## What you will do
Reproduce the data exactly as it stands.

## Saved data entries
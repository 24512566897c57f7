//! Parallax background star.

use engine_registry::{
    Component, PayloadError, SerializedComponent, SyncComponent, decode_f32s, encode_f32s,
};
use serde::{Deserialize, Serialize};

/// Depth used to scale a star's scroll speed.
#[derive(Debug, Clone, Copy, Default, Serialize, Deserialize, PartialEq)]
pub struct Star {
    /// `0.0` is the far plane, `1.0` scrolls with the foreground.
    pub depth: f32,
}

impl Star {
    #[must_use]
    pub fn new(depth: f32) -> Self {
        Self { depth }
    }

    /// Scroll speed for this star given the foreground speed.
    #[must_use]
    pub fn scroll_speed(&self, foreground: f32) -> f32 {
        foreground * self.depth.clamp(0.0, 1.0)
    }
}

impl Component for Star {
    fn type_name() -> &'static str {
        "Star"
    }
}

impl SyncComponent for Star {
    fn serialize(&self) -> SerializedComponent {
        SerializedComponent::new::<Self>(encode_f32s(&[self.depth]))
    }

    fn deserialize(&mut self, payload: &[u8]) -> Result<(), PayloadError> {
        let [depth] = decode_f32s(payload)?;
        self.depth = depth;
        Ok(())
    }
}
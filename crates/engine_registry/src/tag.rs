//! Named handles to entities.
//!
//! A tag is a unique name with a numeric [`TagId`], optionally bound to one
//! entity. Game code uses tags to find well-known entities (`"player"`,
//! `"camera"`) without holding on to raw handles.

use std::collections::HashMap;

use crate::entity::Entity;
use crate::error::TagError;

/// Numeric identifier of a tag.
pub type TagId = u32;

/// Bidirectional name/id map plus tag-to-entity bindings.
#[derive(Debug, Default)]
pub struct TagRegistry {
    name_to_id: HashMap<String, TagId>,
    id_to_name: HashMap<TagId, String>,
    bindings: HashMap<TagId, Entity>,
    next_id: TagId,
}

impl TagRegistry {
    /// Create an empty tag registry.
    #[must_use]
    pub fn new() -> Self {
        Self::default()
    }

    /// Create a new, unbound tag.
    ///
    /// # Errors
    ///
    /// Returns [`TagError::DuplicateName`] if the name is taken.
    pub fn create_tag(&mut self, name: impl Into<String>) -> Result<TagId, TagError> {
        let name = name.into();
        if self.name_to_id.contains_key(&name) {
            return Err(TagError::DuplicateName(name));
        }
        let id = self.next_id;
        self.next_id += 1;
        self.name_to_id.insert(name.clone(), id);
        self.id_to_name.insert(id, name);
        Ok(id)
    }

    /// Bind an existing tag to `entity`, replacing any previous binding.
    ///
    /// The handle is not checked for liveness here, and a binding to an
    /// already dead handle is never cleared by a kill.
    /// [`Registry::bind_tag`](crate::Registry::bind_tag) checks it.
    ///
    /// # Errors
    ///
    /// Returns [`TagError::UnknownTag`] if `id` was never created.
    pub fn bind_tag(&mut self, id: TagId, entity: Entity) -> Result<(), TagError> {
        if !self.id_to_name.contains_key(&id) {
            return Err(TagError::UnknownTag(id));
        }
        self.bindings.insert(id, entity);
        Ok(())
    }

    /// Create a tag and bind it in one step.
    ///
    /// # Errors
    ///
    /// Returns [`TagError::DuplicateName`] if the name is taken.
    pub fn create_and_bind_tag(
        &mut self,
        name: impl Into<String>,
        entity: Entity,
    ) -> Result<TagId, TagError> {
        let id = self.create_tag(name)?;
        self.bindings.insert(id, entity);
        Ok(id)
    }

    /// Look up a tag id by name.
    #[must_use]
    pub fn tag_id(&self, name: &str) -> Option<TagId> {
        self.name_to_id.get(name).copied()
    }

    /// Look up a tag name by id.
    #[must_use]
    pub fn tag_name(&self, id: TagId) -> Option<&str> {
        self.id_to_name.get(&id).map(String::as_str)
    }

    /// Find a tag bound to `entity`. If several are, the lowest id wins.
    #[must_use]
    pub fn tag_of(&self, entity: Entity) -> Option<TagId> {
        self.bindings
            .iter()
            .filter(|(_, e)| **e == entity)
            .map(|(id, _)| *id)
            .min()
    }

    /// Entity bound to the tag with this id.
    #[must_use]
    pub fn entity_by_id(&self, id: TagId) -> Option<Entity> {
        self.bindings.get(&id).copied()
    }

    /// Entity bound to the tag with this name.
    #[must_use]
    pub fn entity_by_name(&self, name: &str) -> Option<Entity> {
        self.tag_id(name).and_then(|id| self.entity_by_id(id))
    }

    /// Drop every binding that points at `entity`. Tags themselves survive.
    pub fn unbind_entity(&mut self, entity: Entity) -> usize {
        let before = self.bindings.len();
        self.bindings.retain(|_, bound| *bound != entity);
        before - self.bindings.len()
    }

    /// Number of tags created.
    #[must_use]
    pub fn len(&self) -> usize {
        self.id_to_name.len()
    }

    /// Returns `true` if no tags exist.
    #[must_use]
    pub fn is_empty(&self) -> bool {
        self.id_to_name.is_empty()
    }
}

## Solved problem
repository 24512566897c57f7
//! Parallax background star.

use engine_registry::{
    Component, PayloadError, SerializedComponent, SyncComponent, decode_f32s, encode_f32s,
};
use serde::{Deserialize, Serialize};

/// Depth used to scale a star's scroll speed.
#[derive(Debug, Clone, Copy, Default, Serialize, Deserialize, PartialEq)]
pub struct Star {
    /// `0.0` is the far plane, `1.0` scrolls with the foreground.
    pub depth: f32,
}

impl Star {
    #[must_use]
    pub fn new(depth: f32) -> Self {
        Self { depth }
    }

    /// Scroll speed for this star given the foreground speed.
    #[must_use]
    pub fn scroll_speed(&self, foreground: f32) -> f32 {
        foreground * self.depth.clamp(0.0, 1.0)
    }
}

impl Component for Star {
    fn type_name() -> &'static str {
        "Star"
    }
}

impl SyncComponent for Star {
    fn serialize(&self) -> SerializedComponent {
        SerializedComponent::new::<Self>(encode_f32s(&[self.depth]))
    }

    fn deserialize(&mut self, payload: &[u8]) -> Result<(), PayloadError> {
        let [depth] = decode_f32s(payload)?;
        self.depth = depth;
        Ok(())
    }
}
filename crates/engine_registry/src/tag.rs
//! Named handles to entities.
//!
//! A tag is a unique name with a numeric [`TagId`], optionally bound to one
//! entity. Game code uses tags to find well-known entities (`"player"`,
//! `"camera"`) without holding on to raw handles.

use std::collections::HashMap;

use crate::entity::Entity;
use crate::error::TagError;

/// Numeric identifier of a tag.
pub type TagId = u32;

/// Bidirectional name/id map plus tag-to-entity bindings.
#[derive(Debug, Default)]
pub struct TagRegistry {
    name_to_id: HashMap<String, TagId>,
    id_to_name: HashMap<TagId, String>,
    bindings: HashMap<TagId, Entity>,
    next_id: TagId,
}

impl TagRegistry {
    /// Create an empty tag registry.
    #[must_use]
    pub fn new() -> Self {
        Self::default()
    }

    /// Create a new, unbound tag.
    ///
    /// # Errors
    ///
    /// Returns [`TagError::DuplicateName`] if the name is taken.
    pub fn create_tag(&mut self, name: impl Into<String>) -> Result<TagId, TagError> {
        let name = name.into();
        if self.name_to_id.contains_key(&name) {
            return Err(TagError::DuplicateName(name));
        }
        let id = self.next_id;
        self.next_id += 1;
        self.name_to_id.insert(name.clone(), id);
        self.id_to_name.insert(id, name);
        Ok(id)
    }

    /// Bind an existing tag to `entity`, replacing any previous binding.
    ///
    /// The handle is not checked for liveness here, and a binding to an
    /// already dead handle is never cleared by a kill.
    /// [`Registry::bind_tag`](crate::Registry::bind_tag) checks it.
    ///
    /// # Errors
    ///
    /// Returns [`TagError::UnknownTag`] if `id` was never created.
    pub fn bind_tag(&mut self, id: TagId, entity: Entity) -> Result<(), TagError> {
        if !self.id_to_name.contains_key(&id) {
            return Err(TagError::UnknownTag(id));
        }
        self.bindings.insert(id, entity);
        Ok(())
    }

    /// Create a tag and bind it in one step.
    ///
    /// # Errors
    ///
    /// Returns [`TagError::DuplicateName`] if the name is taken.
    pub fn create_and_bind_tag(
        &mut self,
        name: impl Into<String>,
        entity: Entity,
    ) -> Result<TagId, TagError> {
        let id = self.create_tag(name)?;
        self.bindings.insert(id, entity);
        Ok(id)
    }

    /// Look up a tag id by name.
    #[must_use]
    pub fn tag_id(&self, name: &str) -> Option<TagId> {
        self.name_to_id.get(name).copied()
    }

    /// Look up a tag name by id.
    #[must_use]
    pub fn tag_name(&self, id: TagId) -> Option<&str> {
        self.id_to_name.get(&id).map(String::as_str)
    }

    /// Find a tag bound to `entity`. If several are, the lowest id wins.
    #[must_use]
    pub fn tag_of(&self, entity: Entity) -> Option<TagId> {
        self.bindings
            .iter()
            .filter(|(_, e)| **e == entity)
            .map(|(id, _)| *id)
            .min()
    }

    /// Entity bound to the tag with this id.
    #[must_use]
    pub fn entity_by_id(&self, id: TagId) -> Option<Entity> {
        self.bindings.get(&id).copied()
    }

    /// Entity bound to the tag with this name.
    #[must_use]
    pub fn entity_by_name(&self, name: &str) -> Option<Entity> {
        self.tag_id(name).and_then(|id| self.entity_by_id(id))
    }

    /// Drop every binding that points at `entity`. Tags themselves survive.
    pub fn unbind_entity(&mut self, entity: Entity) -> usize {
        let before = self.bindings.len();
        self.bindings.retain(|_, bound| *bound != entity);
        before - self.bindings.len()
    }

    /// Number of tags created.
    #[must_use]
    pub fn len(&self) -> usize {
        self.id_to_name.len()
    }

    /// Returns `true` if no tags exist.
    #[must_use]
    pub fn is_empty(&self) -> bool {
        self.id_to_name.is_empty()
    }
}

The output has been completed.